What needs to be done:
Of all the lines below, output only those starting at the one with "Self::default()" and ending at the one with "fan out, acknowledge", both ends included, exactly as written.

Material provided:
# # #

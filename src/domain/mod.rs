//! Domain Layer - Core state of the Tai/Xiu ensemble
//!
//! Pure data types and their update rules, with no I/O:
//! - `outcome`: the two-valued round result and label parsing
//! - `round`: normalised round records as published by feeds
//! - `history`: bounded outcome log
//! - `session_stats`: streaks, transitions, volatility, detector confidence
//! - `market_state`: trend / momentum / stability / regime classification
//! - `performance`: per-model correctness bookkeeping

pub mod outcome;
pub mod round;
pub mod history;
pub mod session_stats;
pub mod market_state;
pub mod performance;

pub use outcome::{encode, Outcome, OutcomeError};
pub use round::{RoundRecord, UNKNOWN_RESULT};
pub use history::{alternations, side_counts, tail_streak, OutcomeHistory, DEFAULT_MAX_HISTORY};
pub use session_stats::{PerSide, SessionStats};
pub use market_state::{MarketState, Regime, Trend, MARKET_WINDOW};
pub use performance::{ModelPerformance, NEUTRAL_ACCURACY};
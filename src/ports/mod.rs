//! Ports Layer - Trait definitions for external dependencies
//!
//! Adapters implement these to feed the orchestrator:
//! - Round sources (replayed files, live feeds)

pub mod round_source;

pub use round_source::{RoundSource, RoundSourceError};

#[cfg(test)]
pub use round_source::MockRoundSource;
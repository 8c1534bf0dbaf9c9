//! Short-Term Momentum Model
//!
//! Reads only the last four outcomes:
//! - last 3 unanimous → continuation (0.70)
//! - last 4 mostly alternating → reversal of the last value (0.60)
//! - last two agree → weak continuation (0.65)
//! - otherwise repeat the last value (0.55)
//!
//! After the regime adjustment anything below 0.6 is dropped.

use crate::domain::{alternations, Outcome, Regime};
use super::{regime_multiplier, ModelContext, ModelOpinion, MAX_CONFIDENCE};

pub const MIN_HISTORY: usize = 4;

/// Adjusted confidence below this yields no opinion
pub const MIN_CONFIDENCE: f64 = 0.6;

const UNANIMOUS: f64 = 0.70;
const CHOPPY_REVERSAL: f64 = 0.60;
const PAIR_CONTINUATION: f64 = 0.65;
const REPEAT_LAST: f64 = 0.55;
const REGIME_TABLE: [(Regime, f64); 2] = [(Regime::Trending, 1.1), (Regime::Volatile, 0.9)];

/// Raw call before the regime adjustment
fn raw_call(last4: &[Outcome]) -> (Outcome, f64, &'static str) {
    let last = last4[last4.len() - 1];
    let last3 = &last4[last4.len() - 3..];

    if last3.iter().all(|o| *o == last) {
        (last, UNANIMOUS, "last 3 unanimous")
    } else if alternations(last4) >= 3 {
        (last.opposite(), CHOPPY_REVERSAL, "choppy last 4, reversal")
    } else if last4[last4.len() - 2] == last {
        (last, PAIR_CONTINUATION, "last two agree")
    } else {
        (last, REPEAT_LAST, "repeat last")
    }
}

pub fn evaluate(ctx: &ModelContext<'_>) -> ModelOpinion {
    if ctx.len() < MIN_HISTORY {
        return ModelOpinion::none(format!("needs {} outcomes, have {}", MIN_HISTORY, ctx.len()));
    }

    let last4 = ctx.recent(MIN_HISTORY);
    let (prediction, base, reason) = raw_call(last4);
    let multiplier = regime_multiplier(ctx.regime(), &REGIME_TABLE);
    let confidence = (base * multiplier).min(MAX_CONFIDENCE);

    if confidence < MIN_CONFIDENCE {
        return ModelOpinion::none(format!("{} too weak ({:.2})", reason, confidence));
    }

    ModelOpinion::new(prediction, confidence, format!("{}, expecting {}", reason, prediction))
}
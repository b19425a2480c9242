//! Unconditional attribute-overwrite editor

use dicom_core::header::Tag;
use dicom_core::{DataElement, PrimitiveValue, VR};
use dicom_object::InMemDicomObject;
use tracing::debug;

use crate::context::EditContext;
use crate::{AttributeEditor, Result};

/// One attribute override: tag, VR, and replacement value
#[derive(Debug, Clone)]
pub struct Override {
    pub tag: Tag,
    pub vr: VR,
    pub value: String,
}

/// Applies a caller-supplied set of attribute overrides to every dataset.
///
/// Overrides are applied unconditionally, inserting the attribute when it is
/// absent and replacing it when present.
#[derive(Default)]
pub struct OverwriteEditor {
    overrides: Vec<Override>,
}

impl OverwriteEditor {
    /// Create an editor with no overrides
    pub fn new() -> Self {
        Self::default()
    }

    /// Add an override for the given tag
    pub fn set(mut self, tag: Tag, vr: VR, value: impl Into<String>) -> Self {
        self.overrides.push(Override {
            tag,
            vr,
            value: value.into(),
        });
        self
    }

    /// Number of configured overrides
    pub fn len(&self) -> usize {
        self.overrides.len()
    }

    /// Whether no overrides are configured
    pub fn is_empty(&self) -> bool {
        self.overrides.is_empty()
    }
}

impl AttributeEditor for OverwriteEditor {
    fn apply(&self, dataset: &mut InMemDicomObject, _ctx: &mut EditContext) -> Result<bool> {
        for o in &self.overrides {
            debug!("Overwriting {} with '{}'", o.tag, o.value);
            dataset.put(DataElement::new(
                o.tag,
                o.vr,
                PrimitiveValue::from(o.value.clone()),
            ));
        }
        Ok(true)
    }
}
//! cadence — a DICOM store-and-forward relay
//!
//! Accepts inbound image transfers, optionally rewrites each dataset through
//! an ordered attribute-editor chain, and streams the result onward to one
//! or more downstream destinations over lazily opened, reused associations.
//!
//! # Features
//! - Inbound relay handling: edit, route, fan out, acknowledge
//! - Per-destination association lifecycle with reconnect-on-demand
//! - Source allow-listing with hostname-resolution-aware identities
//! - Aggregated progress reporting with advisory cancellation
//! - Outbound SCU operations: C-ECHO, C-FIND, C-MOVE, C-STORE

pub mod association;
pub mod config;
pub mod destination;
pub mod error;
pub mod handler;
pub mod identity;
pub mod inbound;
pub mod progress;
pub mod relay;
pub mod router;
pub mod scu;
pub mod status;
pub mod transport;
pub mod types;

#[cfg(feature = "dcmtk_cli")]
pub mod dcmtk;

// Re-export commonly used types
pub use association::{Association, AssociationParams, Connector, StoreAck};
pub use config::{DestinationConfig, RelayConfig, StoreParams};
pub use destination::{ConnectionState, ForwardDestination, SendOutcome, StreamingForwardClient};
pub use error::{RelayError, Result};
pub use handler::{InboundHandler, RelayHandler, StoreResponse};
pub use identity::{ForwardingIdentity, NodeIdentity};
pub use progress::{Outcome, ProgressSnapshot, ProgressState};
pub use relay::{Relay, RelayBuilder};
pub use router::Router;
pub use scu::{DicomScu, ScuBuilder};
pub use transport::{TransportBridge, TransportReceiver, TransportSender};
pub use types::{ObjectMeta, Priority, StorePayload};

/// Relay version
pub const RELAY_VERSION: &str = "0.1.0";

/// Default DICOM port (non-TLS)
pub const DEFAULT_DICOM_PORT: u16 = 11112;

# # #

Exercise result:
        Self::default()
    }

    /// Add an override for the given tag
    pub fn set(mut self, tag: Tag, vr: VR, value: impl Into<String>) -> Self {
        self.overrides.push(Override {
            tag,
            vr,
            value: value.into(),
        });
        self
    }

    /// Number of configured overrides
    pub fn len(&self) -> usize {
        self.overrides.len()
    }

    /// Whether no overrides are configured
    pub fn is_empty(&self) -> bool {
        self.overrides.is_empty()
    }
}

impl AttributeEditor for OverwriteEditor {
    fn apply(&self, dataset: &mut InMemDicomObject, _ctx: &mut EditContext) -> Result<bool> {
        for o in &self.overrides {
            debug!("Overwriting {} with '{}'", o.tag, o.value);
            dataset.put(DataElement::new(
                o.tag,
                o.vr,
                PrimitiveValue::from(o.value.clone()),
            ));
        }
        Ok(true)
    }
}
//! cadence — a DICOM store-and-forward relay
//!
//! Accepts inbound image transfers, optionally rewrites each dataset through
//! an ordered attribute-editor chain, and streams the result onward to one
//! or more downstream destinations over lazily opened, reused associations.
//!
//! # Features
//! - Inbound relay handling: edit, route, fan out, acknowledge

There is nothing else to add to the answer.